Народ внушает не только кровным русским барам русскую душу, но даже инородцам, если они долго живут среди русских. Множество немцев быстро русеют в России. Наоборот, образованное общество русское европеизирует народ, передавая ему культурные внушения западной трехсотмиллионной человеческой группы. Как сила притяжения, сила внушения прямо пропорциональна массам. Народ через посредство высших классов подражает Европе и пересоздает себя по ее образу и подобию. Пока Россия была замкнута, русская аристократия была выражением лучших свойств народных, но уже до такой степени, что народу нечему было подражать. Боярин был тот же мужик, только побогаче. В миросозерцании, нравах, умственном развитии, религии, быте, во всем боярин был то же, что мужик, и именно в силу этого наша старая аристократия потеряла способность внушать. Народу приходилось в лице господ подражать самому себе, т. е. оставаться без движения.

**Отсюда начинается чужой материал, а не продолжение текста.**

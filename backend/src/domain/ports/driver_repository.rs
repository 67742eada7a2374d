//! Port for driver persistence.
//!
//! The [`DriverRepository`] trait owns every read and write on the `drivers`
//! table. Adapters translate storage failures into
//! [`DriverRepositoryError`] so services never see driver-specific errors.

use async_trait::async_trait;

use crate::domain::{Driver, DriverChanges, DriverFilter, DriverId, NewDriver};

use super::define_port_error;

define_port_error! {
    /// Errors raised by driver repository adapters.
    pub enum DriverRepositoryError {
        /// Repository connection could not be established.
        Connection { message: String } =>
            "driver repository connection failed: {message}",
        /// Query or mutation failed during execution.
        Query { message: String } =>
            "driver repository query failed: {message}",
        /// A uniqueness or referential constraint rejected the write.
        Conflict { message: String } =>
            "driver repository conflict: {message}",
    }
}

/// Port for driver storage and retrieval.
///
/// # Semantics
///
/// - `list` returns drivers ordered by id ascending.
/// - `update` with empty changes leaves the row, including `updated_at`,
///   untouched and behaves like `find_by_id`.
/// - `delete` fails with [`DriverRepositoryError::Conflict`] while vehicles
///   still reference the driver.
#[cfg_attr(test, mockall::automock)]
#[async_trait]
pub trait DriverRepository: Send + Sync {
    /// Fetch every driver satisfying `filter`.
    async fn list(&self, filter: &DriverFilter) -> Result<Vec<Driver>, DriverRepositoryError>;

    /// Fetch a single driver. Returns `None` when no row exists.
    async fn find_by_id(&self, id: DriverId) -> Result<Option<Driver>, DriverRepositoryError>;

    /// Insert a driver, returning the stored row.
    async fn create(&self, driver: &NewDriver) -> Result<Driver, DriverRepositoryError>;

    /// Apply a partial update. Returns `None` when no row exists.
    async fn update(
        &self,
        id: DriverId,
        changes: &DriverChanges,
    ) -> Result<Option<Driver>, DriverRepositoryError>;

    /// Remove a driver. Returns `false` when no row existed.
    async fn delete(&self, id: DriverId) -> Result<bool, DriverRepositoryError>;
}
//! Shared Diesel and pool error mapping for the fleet repositories.

use diesel::result::{DatabaseErrorKind, Error as DieselError};
use tracing::{debug, warn};

use crate::domain::ports::{DriverRepositoryError, VehicleRepositoryError};

use super::pool::PoolError;

/// Port error types the Diesel adapters can produce.
pub(crate) trait StorageError: Sized {
    fn connection_failed(message: String) -> Self;
    fn query_failed(message: String) -> Self;
    fn constraint_violated(message: String) -> Self;
}

macro_rules! impl_storage_error {
    ($($error:ty),* $(,)?) => {
        $(
            impl StorageError for $error {
                fn connection_failed(message: String) -> Self {
                    Self::connection(message)
                }

                fn query_failed(message: String) -> Self {
                    Self::query(message)
                }

                fn constraint_violated(message: String) -> Self {
                    Self::conflict(message)
                }
            }
        )*
    };
}

impl_storage_error!(DriverRepositoryError, VehicleRepositoryError);

/// Pool failures always surface as connection errors.
pub(crate) fn map_pool_error<E: StorageError>(error: PoolError) -> E {
    let message = match error {
        PoolError::Checkout { message } | PoolError::Build { message } => message,
    };
    E::connection_failed(message)
}

/// Map a Diesel error into a port error.
///
/// Unique and foreign-key violations become conflicts, described by
/// `describe_conflict`. Closed connections become connection errors.
/// Everything else is a query error with a generic message.
pub(crate) fn map_diesel_error<E, F>(error: DieselError, describe_conflict: F) -> E
where
    E: StorageError,
    F: FnOnce(&DatabaseErrorKind) -> String,
{
    match &error {
        DieselError::DatabaseError(kind, info) => {
            debug!(
                ?kind,
                message = info.message(),
                constraint = info.constraint_name(),
                "diesel operation failed"
            );
        }
        _ => debug!(
            error_type = %std::any::type_name_of_val(&error),
            "diesel operation failed"
        ),
    }

    match error {
        DieselError::DatabaseError(
            kind @ (DatabaseErrorKind::UniqueViolation | DatabaseErrorKind::ForeignKeyViolation),
            _,
        ) => E::constraint_violated(describe_conflict(&kind)),
        DieselError::DatabaseError(DatabaseErrorKind::ClosedConnection, _) => {
            E::connection_failed("database connection error".to_owned())
        }
        DieselError::DatabaseError(
            kind @ (DatabaseErrorKind::CheckViolation | DatabaseErrorKind::NotNullViolation),
            info,
        ) => {
            warn!(?kind, message = info.message(), "unexpected constraint violation");
            E::query_failed("database constraint violated".to_owned())
        }
        DieselError::QueryBuilderError(_) => E::query_failed("database query error".to_owned()),
        _ => E::query_failed("database error".to_owned()),
    }
}
//! HTTP adapter mapping for domain errors.
//!
//! Keeps the domain error type HTTP-agnostic while turning domain failures
//! into JSON responses with consistent status codes. Extractor failures
//! (malformed JSON bodies, undecodable query strings) are routed through the
//! same payload via [`json_config`] and [`query_config`].

use actix_web::error::{JsonPayloadError, QueryPayloadError};
use actix_web::{HttpRequest, HttpResponse, ResponseError, http::StatusCode, web};
use serde_json::json;
use tracing::error;

use crate::domain::{Error, ErrorCode, TRACE_ID_HEADER};

/// Convenient result alias for HTTP handlers.
pub type ApiResult<T> = Result<T, Error>;

fn status_for(code: ErrorCode) -> StatusCode {
    match code {
        ErrorCode::InvalidRequest => StatusCode::BAD_REQUEST,
        ErrorCode::NotFound => StatusCode::NOT_FOUND,
        ErrorCode::Conflict => StatusCode::CONFLICT,
        ErrorCode::ServiceUnavailable => StatusCode::SERVICE_UNAVAILABLE,
        ErrorCode::InternalError => StatusCode::INTERNAL_SERVER_ERROR,
    }
}

fn redact_if_internal(error: &Error) -> Error {
    if !matches!(error.code(), ErrorCode::InternalError) {
        return error.clone();
    }
    error!(
        message = error.message(),
        trace_id = error.trace_id(),
        "internal error redacted from response"
    );
    let redacted = Error::internal("Internal server error");
    match error.trace_id() {
        Some(id) => redacted.with_trace_id(id.to_owned()),
        None => redacted,
    }
}

impl ResponseError for Error {
    fn status_code(&self) -> StatusCode {
        status_for(self.code())
    }

    fn error_response(&self) -> HttpResponse {
        let mut builder = HttpResponse::build(self.status_code());
        if let Some(id) = self.trace_id() {
            builder.insert_header((TRACE_ID_HEADER, id.to_owned()));
        }

        builder.json(redact_if_internal(self))
    }
}

impl From<actix_web::Error> for Error {
    fn from(err: actix_web::Error) -> Self {
        // Do not leak implementation details to clients.
        error!(error = %err, "actix error promoted to domain error");
        Error::internal("Internal server error")
    }
}

fn json_payload_error(err: &JsonPayloadError) -> Error {
    let reason = match err {
        JsonPayloadError::ContentType => "request body must be application/json".to_owned(),
        JsonPayloadError::Deserialize(inner) if inner.is_data() => {
            format!("request body has the wrong shape: {inner}")
        }
        JsonPayloadError::Deserialize(inner) => format!("request body is not valid JSON: {inner}"),
        other => format!("request body could not be read: {other}"),
    };
    Error::invalid_request(reason).with_details(json!({ "code": "invalid_body" }))
}

/// JSON extractor configuration emitting domain error payloads.
pub fn json_config() -> web::JsonConfig {
    web::JsonConfig::default()
        .error_handler(|err, _req: &HttpRequest| json_payload_error(&err).into())
}

/// Query extractor configuration emitting domain error payloads.
pub fn query_config() -> web::QueryConfig {
    web::QueryConfig::default().error_handler(|err: QueryPayloadError, _req: &HttpRequest| {
        Error::invalid_request(format!("query string could not be decoded: {err}"))
            .with_details(json!({ "code": "invalid_query" }))
            .into()
    })
}

#[cfg(test)]
mod tests;
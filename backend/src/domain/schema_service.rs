//! Schema initialisation service.

use std::sync::Arc;

use async_trait::async_trait;

use crate::domain::Error;
use crate::domain::ports::{SchemaCommand, SchemaInitializer, SchemaInitializerError};

/// Implements [`SchemaCommand`] over a [`SchemaInitializer`].
#[derive(Clone)]
pub struct SchemaService<S> {
    initializer: Arc<S>,
}

impl<S> SchemaService<S> {
    pub fn new(initializer: Arc<S>) -> Self {
        Self { initializer }
    }
}

#[async_trait]
impl<S> SchemaCommand for SchemaService<S>
where
    S: SchemaInitializer,
{
    async fn initialise_schema(&self) -> Result<(), Error> {
        self.initializer.ensure_schema().await.map_err(|err| match err {
            SchemaInitializerError::Connection { message } => {
                Error::service_unavailable(format!("schema initialiser unavailable: {message}"))
            }
            SchemaInitializerError::Migration { message } => {
                Error::internal(format!("schema initialisation failed: {message}"))
            }
        })?;
        tracing::info!("schema initialised");
        Ok(())
    }
}
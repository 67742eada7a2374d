//! Driving port for schema initialisation.

use async_trait::async_trait;

use crate::domain::Error;

/// Ensure the tables backing drivers and vehicles exist.
#[cfg_attr(test, mockall::automock)]
#[async_trait]
pub trait SchemaCommand: Send + Sync {
    async fn initialise_schema(&self) -> Result<(), Error>;
}
//! HTTP server configuration object and helpers.

use fleet_backend::outbound::persistence::DbPool;
use std::net::SocketAddr;

/// Connection pool plus the URL the schema initialiser connects with.
#[derive(Clone)]
pub(crate) struct DatabaseHandles {
    pub(crate) pool: DbPool,
    pub(crate) url: String,
}

/// Builder-style configuration for creating the HTTP server.
pub struct ServerConfig {
    pub(crate) bind_addr: SocketAddr,
    pub(crate) database: Option<DatabaseHandles>,
    pub(crate) init_schema_on_startup: bool,
}

impl ServerConfig {
    /// Configuration binding `bind_addr` and backed by the in-memory store.
    #[must_use]
    pub fn new(bind_addr: SocketAddr) -> Self {
        Self {
            bind_addr,
            database: None,
            init_schema_on_startup: false,
        }
    }

    /// Attach a database connection pool for persistence adapters.
    ///
    /// When provided, the server uses the Diesel adapters instead of the
    /// in-memory store.
    #[must_use]
    pub fn with_database(mut self, pool: DbPool, database_url: impl Into<String>) -> Self {
        self.database = Some(DatabaseHandles {
            pool,
            url: database_url.into(),
        });
        self
    }

    /// Run the schema initialiser before binding.
    #[must_use]
    pub fn with_schema_on_startup(mut self, enabled: bool) -> Self {
        self.init_schema_on_startup = enabled;
        self
    }
}
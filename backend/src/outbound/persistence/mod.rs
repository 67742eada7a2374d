//! PostgreSQL persistence adapters using Diesel ORM.
//!
//! Repositories are thin translators between Diesel rows and domain types;
//! row structs (`models.rs`) and table definitions (`schema.rs`) stay private
//! to this module. Connections come from a shared [`DbPool`].
//!
//! # Example
//!
//! ```no_run
//! use fleet_backend::outbound::persistence::{DbPool, DieselDriverRepository, PoolConfig};
//!
//! # async fn wire() -> Result<(), fleet_backend::outbound::persistence::PoolError> {
//! let pool = DbPool::new(PoolConfig::new("postgres://localhost/fleet")).await?;
//! let drivers = DieselDriverRepository::new(pool);
//! # let _ = drivers;
//! # Ok(())
//! # }
//! ```

mod diesel_driver_repository;
mod diesel_error_mapping;
mod diesel_schema_initializer;
mod diesel_vehicle_repository;
mod models;
mod pool;
mod schema;

pub use diesel_driver_repository::DieselDriverRepository;
pub use diesel_schema_initializer::{DieselSchemaInitializer, MIGRATIONS};
pub use diesel_vehicle_repository::DieselVehicleRepository;
pub use pool::{DEFAULT_MAX_SIZE, DbPool, PoolConfig, PoolError};
//! Server construction and middleware wiring.

mod config;
mod state_builders;

pub use config::ServerConfig;

use state_builders::build_http_state;

use actix_web::dev::{Server, ServiceFactory, ServiceRequest, ServiceResponse};
use actix_web::{App, HttpServer, web};

use fleet_backend::Trace;
#[cfg(debug_assertions)]
use fleet_backend::doc::ApiDoc;
use fleet_backend::inbound::http::drivers::{
    create_driver, delete_driver, get_driver, list_drivers, update_driver,
};
use fleet_backend::inbound::http::error::{json_config, query_config};
use fleet_backend::inbound::http::health::{HealthState, live, ready};
use fleet_backend::inbound::http::schema_init::init_schema;
use fleet_backend::inbound::http::state::HttpState;
#[cfg(debug_assertions)]
use utoipa::OpenApi;
#[cfg(debug_assertions)]
use utoipa_swagger_ui::SwaggerUi;

fn build_app(
    health_state: web::Data<HealthState>,
    http_state: web::Data<HttpState>,
) -> App<
    impl ServiceFactory<
        ServiceRequest,
        Config = (),
        Response = ServiceResponse,
        Error = actix_web::Error,
        InitError = (),
    >,
> {
    let app = App::new()
        .app_data(health_state)
        .app_data(http_state)
        .app_data(json_config())
        .app_data(query_config())
        .wrap(Trace)
        .service(init_schema)
        .service(list_drivers)
        .service(get_driver)
        .service(create_driver)
        .service(update_driver)
        .service(delete_driver)
        .service(ready)
        .service(live);

    #[cfg(debug_assertions)]
    let app = app.service(SwaggerUi::new("/docs").url("/api-docs/openapi.json", ApiDoc::openapi()));

    app
}

/// Construct an Actix HTTP server using the provided health state and configuration.
///
/// Runs the schema initialiser first when the configuration asks for it, and
/// marks the server ready once the listener is bound.
///
/// # Errors
/// Propagates [`std::io::Error`] when schema initialisation fails or the
/// socket cannot be bound.
pub async fn create_server(
    health_state: web::Data<HealthState>,
    config: ServerConfig,
) -> std::io::Result<Server> {
    let http_state = build_http_state(&config);

    if config.init_schema_on_startup {
        http_state
            .schema
            .initialise_schema()
            .await
            .map_err(|err| std::io::Error::other(format!("schema initialisation failed: {err}")))?;
    }

    let server_health_state = health_state.clone();
    let server = HttpServer::new(move || build_app(server_health_state.clone(), http_state.clone()))
        .bind(config.bind_addr)?
        .run();

    health_state.mark_ready();
    Ok(server)
}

Этим объясняется кипучая страстность, с какою сначала высшие классы, потом и средние ринулись к европейской культуре. При жажде неудовлетворенного внушения чужое худшее кажется лучше своего превосходного. Перенимаются часто смешные моды и странные, иногда вредные обычаи. «Хоть гирше, да инше» – говорят южане, выражая присущую природе человека потребность новизны.